*Task instructions:* Scan the entries below for the word "Commands" and copy every line where it turns up.

----- Supplied data -----

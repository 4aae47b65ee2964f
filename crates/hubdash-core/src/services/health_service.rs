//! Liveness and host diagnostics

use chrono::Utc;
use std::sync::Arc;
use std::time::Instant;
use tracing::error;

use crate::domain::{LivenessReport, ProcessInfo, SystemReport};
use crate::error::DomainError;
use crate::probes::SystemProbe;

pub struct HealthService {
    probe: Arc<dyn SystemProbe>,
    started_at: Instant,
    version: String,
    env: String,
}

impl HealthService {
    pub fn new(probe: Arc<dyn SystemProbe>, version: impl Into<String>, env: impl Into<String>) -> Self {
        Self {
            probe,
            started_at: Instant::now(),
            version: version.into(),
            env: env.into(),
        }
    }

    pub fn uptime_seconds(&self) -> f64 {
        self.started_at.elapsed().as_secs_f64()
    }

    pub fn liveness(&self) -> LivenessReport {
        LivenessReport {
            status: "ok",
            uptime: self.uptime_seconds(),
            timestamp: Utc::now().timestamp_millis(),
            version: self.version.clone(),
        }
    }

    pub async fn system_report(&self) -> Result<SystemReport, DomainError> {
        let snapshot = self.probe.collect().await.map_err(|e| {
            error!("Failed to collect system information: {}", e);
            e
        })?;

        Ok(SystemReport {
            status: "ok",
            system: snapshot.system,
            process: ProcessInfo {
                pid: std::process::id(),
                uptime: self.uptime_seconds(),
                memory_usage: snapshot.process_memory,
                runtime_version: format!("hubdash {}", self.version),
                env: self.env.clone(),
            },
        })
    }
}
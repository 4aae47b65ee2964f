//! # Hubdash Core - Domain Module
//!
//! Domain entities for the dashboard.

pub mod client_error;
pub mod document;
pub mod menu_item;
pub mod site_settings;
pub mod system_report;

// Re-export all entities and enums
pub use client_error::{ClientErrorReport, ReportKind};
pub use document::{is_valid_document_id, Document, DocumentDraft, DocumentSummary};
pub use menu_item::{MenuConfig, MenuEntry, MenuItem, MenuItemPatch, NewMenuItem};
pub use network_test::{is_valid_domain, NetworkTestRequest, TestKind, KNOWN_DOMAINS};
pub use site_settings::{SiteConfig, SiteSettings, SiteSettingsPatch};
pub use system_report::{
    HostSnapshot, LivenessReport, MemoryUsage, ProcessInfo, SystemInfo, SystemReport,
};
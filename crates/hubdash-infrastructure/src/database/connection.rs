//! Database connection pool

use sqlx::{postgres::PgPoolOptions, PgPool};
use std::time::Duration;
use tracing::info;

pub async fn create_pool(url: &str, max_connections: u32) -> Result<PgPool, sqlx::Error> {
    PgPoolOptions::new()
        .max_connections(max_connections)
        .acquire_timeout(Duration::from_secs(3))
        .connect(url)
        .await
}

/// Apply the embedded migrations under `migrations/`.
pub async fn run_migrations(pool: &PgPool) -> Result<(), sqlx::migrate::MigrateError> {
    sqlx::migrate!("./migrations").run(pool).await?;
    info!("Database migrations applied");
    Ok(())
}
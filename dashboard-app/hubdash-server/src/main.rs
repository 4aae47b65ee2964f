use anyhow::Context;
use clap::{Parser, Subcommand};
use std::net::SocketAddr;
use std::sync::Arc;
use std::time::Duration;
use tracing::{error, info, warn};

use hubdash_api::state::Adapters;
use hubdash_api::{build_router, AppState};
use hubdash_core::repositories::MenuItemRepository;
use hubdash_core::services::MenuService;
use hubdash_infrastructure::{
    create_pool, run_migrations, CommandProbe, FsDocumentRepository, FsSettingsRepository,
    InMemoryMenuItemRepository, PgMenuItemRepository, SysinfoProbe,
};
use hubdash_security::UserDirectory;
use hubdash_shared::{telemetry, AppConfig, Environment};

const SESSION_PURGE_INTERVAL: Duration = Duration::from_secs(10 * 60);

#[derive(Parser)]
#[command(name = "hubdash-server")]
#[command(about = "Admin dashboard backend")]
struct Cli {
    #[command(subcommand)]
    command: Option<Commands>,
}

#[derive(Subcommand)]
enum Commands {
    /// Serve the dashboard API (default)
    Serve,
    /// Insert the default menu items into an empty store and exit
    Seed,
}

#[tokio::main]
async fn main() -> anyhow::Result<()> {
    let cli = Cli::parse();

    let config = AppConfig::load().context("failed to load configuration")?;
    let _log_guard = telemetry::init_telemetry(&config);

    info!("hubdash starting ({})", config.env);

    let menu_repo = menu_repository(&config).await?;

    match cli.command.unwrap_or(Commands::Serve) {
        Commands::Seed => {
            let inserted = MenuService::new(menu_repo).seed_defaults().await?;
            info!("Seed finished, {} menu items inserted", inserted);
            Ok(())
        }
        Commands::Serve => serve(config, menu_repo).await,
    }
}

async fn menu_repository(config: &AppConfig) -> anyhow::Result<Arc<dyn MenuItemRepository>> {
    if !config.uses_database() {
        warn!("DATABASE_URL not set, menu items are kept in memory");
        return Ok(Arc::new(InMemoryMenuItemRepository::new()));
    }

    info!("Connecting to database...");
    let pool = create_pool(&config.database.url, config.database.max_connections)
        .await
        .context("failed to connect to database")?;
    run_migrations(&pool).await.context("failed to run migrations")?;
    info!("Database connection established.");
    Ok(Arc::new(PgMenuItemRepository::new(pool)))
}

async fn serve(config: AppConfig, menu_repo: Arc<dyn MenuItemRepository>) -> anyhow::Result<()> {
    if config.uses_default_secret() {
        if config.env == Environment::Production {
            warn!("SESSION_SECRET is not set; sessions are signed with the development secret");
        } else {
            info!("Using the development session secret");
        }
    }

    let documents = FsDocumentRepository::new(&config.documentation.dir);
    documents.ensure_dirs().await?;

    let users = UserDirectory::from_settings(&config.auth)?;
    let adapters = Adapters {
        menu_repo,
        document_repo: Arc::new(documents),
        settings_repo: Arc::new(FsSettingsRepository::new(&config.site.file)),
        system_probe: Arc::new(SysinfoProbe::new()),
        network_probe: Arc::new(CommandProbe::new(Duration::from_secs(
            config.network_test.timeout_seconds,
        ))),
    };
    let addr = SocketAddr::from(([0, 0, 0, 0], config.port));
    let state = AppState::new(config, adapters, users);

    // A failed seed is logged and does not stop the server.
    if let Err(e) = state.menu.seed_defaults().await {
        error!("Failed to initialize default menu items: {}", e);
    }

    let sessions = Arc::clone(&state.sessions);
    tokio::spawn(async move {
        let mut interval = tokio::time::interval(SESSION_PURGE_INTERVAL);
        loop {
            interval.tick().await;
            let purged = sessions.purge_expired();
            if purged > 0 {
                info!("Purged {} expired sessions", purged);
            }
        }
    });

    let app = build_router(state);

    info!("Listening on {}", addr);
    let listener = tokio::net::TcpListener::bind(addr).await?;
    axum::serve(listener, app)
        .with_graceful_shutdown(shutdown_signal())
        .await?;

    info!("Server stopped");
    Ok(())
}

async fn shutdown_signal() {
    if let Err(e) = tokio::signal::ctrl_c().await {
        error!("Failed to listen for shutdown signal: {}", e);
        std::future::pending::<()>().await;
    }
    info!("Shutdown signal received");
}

-----

*Solution:*
    command: Option<Commands>,
enum Commands {
    match cli.command.unwrap_or(Commands::Serve) {
        Commands::Seed => {
        Commands::Serve => serve(config, menu_repo).await,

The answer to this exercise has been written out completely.